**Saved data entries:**
★ ★ ★ ★ ★

//! Backend connections: one persistent JSON-RPC session per configured
//! backend.
//!
//! A [`BackendConnection`] owns its transport (child process or remote
//! HTTP), a monotonic request-id counter, and performs the MCP
//! initialization handshake once before the first caller request. The
//! [`Launcher`] creates connections lazily and tears them down exactly once.

pub mod child;
pub mod http;
pub mod launcher;

use std::sync::atomic::{AtomicI64, Ordering};

use serde_json::{Value, json};
use tracing::{debug, warn};
use waygate_protocol::jsonrpc::{JsonRpcNotification, JsonRpcRequest};
use waygate_protocol::types::{PROTOCOL_VERSION, methods};

use crate::config::BackendSpec;
use crate::error::{GatewayError, GatewayResult};

pub use child::ChildProcessTransport;
pub use http::{HttpTransport, MCP_SESSION_HEADER};
pub use launcher::Launcher;

/// Transport behind a backend connection
enum TransportKind {
    /// Child process over standard streams
    Child(ChildProcessTransport),
    /// Remote server over HTTP POST
    Http(HttpTransport),
}

/// One persistent JSON-RPC session with a backend MCP server.
pub struct BackendConnection {
    backend_id: String,
    transport: TransportKind,
    next_id: AtomicI64,
}

impl std::fmt::Debug for BackendConnection {
    fn fmt(&self, f: &mut std::fmt::Formatter<'_>) -> std::fmt::Result {
        f.debug_struct("BackendConnection")
            .field("backend_id", &self.backend_id)
            .finish_non_exhaustive()
    }
}

impl BackendConnection {
    /// Establish a connection per the backend descriptor and run the MCP
    /// initialization handshake.
    ///
    /// # Errors
    ///
    /// Returns `GatewayError::BackendConnection` when the transport cannot
    /// be established, and whatever the backend reports when `initialize`
    /// fails.
    pub async fn connect(backend_id: &str, spec: &BackendSpec) -> GatewayResult<Self> {
        let transport = match spec {
            BackendSpec::Stdio { command, args } => {
                TransportKind::Child(ChildProcessTransport::spawn(command, args)?)
            }
            BackendSpec::Http { url, headers } => {
                TransportKind::Http(HttpTransport::new(url.clone(), headers.clone()))
            }
        };

        let connection = Self {
            backend_id: backend_id.to_string(),
            transport,
            next_id: AtomicI64::new(1),
        };
        connection.initialize().await?;
        Ok(connection)
    }

    /// The backend this connection belongs to.
    pub fn backend_id(&self) -> &str {
        &self.backend_id
    }

    /// MCP handshake: `initialize` followed by `notifications/initialized`.
    async fn initialize(&self) -> GatewayResult<()> {
        let params = json!({
            "protocolVersion": PROTOCOL_VERSION,
            "capabilities": {},
            "clientInfo": {
                "name": "waygate",
                "version": env!("CARGO_PKG_VERSION"),
            },
        });
        let result = self
            .send_request_with_session(methods::INITIALIZE, Some(params), None)
            .await?;
        debug!(
            backend = %self.backend_id,
            server = %result
                .pointer("/serverInfo/name")
                .and_then(|v| v.as_str())
                .unwrap_or("unknown"),
            "backend initialized"
        );

        let initialized =
            JsonRpcNotification::new(methods::NOTIFICATION_INITIALIZED, None);
        let sent = match &self.transport {
            TransportKind::Child(child) => child.send_notification(&initialized).await,
            TransportKind::Http(remote) => remote.send_notification(&initialized, None).await,
        };
        if let Err(e) = sent {
            // Some servers reject the notification POST; the session still works.
            warn!(backend = %self.backend_id, error = %e, "initialized notification not accepted");
        }
        Ok(())
    }

    fn next_request_id(&self) -> i64 {
        self.next_id.fetch_add(1, Ordering::Relaxed)
    }

    /// Send a request with no client session attached.
    ///
    /// # Errors
    ///
    /// Backend JSON-RPC errors surface as `GatewayError::Rpc` with
    /// `code`/`message`/`data` preserved; transport failures as
    /// `GatewayError::Backend`.
    pub async fn send_request(
        &self,
        method: &str,
        params: Option<Value>,
    ) -> GatewayResult<Value> {
        self.send_request_with_session(method, params, None).await
    }

    /// Send a request, forwarding `session` to remote-http transports as
    /// the `Mcp-Session-Id` header. Child transports have no use for it.
    ///
    /// # Errors
    ///
    /// See [`BackendConnection::send_request`].
    pub async fn send_request_with_session(
        &self,
        method: &str,
        params: Option<Value>,
        session: Option<&str>,
    ) -> GatewayResult<Value> {
        let request = JsonRpcRequest::new(method, params, self.next_request_id().into());
        let response = match &self.transport {
            TransportKind::Child(child) => child.send_request(&request).await?,
            TransportKind::Http(remote) => remote.send_request(&request, session).await?,
        };
        response.into_result().map_err(GatewayError::from_rpc)
    }

    /// Tear down the transport. Outstanding requests fail.
    pub async fn shutdown(&self) {
        debug!(backend = %self.backend_id, "closing backend connection");
        match &self.transport {
            TransportKind::Child(child) => child.shutdown().await,
            TransportKind::Http(_) => {}
        }
    }
}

★ ★ ★ ★ ★

**Assignment:** Reproduce all of the entries word for word. Omit nothing.

**Exercise solution:**
//! Backend connections: one persistent JSON-RPC session per configured
//! backend.
//!
//! A [`BackendConnection`] owns its transport (child process or remote
//! HTTP), a monotonic request-id counter, and performs the MCP
//! initialization handshake once before the first caller request. The
//! [`Launcher`] creates connections lazily and tears them down exactly once.

pub mod child;
pub mod http;
pub mod launcher;

use std::sync::atomic::{AtomicI64, Ordering};

use serde_json::{Value, json};
use tracing::{debug, warn};
use waygate_protocol::jsonrpc::{JsonRpcNotification, JsonRpcRequest};
use waygate_protocol::types::{PROTOCOL_VERSION, methods};

use crate::config::BackendSpec;
use crate::error::{GatewayError, GatewayResult};

pub use child::ChildProcessTransport;
pub use http::{HttpTransport, MCP_SESSION_HEADER};
pub use launcher::Launcher;

/// Transport behind a backend connection
enum TransportKind {
    /// Child process over standard streams
    Child(ChildProcessTransport),
    /// Remote server over HTTP POST
    Http(HttpTransport),
}

/// One persistent JSON-RPC session with a backend MCP server.
pub struct BackendConnection {
    backend_id: String,
    transport: TransportKind,
    next_id: AtomicI64,
}

impl std::fmt::Debug for BackendConnection {
    fn fmt(&self, f: &mut std::fmt::Formatter<'_>) -> std::fmt::Result {
        f.debug_struct("BackendConnection")
            .field("backend_id", &self.backend_id)
            .finish_non_exhaustive()
    }
}

impl BackendConnection {
    /// Establish a connection per the backend descriptor and run the MCP
    /// initialization handshake.
    ///
    /// # Errors
    ///
    /// Returns `GatewayError::BackendConnection` when the transport cannot
    /// be established, and whatever the backend reports when `initialize`
    /// fails.
    pub async fn connect(backend_id: &str, spec: &BackendSpec) -> GatewayResult<Self> {
        let transport = match spec {
            BackendSpec::Stdio { command, args } => {
                TransportKind::Child(ChildProcessTransport::spawn(command, args)?)
            }
            BackendSpec::Http { url, headers } => {
                TransportKind::Http(HttpTransport::new(url.clone(), headers.clone()))
            }
        };

        let connection = Self {
            backend_id: backend_id.to_string(),
            transport,
            next_id: AtomicI64::new(1),
        };
        connection.initialize().await?;
        Ok(connection)
    }

    /// The backend this connection belongs to.
    pub fn backend_id(&self) -> &str {
        &self.backend_id
    }

    /// MCP handshake: `initialize` followed by `notifications/initialized`.
    async fn initialize(&self) -> GatewayResult<()> {
        let params = json!({
            "protocolVersion": PROTOCOL_VERSION,
            "capabilities": {},
            "clientInfo": {
                "name": "waygate",
                "version": env!("CARGO_PKG_VERSION"),
            },
        });
        let result = self
            .send_request_with_session(methods::INITIALIZE, Some(params), None)
            .await?;
        debug!(
            backend = %self.backend_id,
            server = %result
                .pointer("/serverInfo/name")
                .and_then(|v| v.as_str())
                .unwrap_or("unknown"),
            "backend initialized"
        );

        let initialized =
            JsonRpcNotification::new(methods::NOTIFICATION_INITIALIZED, None);
        let sent = match &self.transport {
            TransportKind::Child(child) => child.send_notification(&initialized).await,
            TransportKind::Http(remote) => remote.send_notification(&initialized, None).await,
        };
        if let Err(e) = sent {
            // Some servers reject the notification POST; the session still works.
            warn!(backend = %self.backend_id, error = %e, "initialized notification not accepted");
        }
        Ok(())
    }

    fn next_request_id(&self) -> i64 {
        self.next_id.fetch_add(1, Ordering::Relaxed)
    }

    /// Send a request with no client session attached.
    ///
    /// # Errors
    ///
    /// Backend JSON-RPC errors surface as `GatewayError::Rpc` with
    /// `code`/`message`/`data` preserved; transport failures as
    /// `GatewayError::Backend`.
    pub async fn send_request(
        &self,
        method: &str,
        params: Option<Value>,
    ) -> GatewayResult<Value> {
        self.send_request_with_session(method, params, None).await
    }

    /// Send a request, forwarding `session` to remote-http transports as
    /// the `Mcp-Session-Id` header. Child transports have no use for it.
    ///
    /// # Errors
    ///
    /// See [`BackendConnection::send_request`].
    pub async fn send_request_with_session(
        &self,
        method: &str,
        params: Option<Value>,
        session: Option<&str>,
    ) -> GatewayResult<Value> {
        let request = JsonRpcRequest::new(method, params, self.next_request_id().into());
        let response = match &self.transport {
            TransportKind::Child(child) => child.send_request(&request).await?,
            TransportKind::Http(remote) => remote.send_request(&request, session).await?,
        };
        response.into_result().map_err(GatewayError::from_rpc)
    }

    /// Tear down the transport. Outstanding requests fail.
    pub async fn shutdown(&self) {
        debug!(backend = %self.backend_id, "closing backend connection");
        match &self.transport {
            TransportKind::Child(child) => child.shutdown().await,
            TransportKind::Http(_) => {}
        }
    }
}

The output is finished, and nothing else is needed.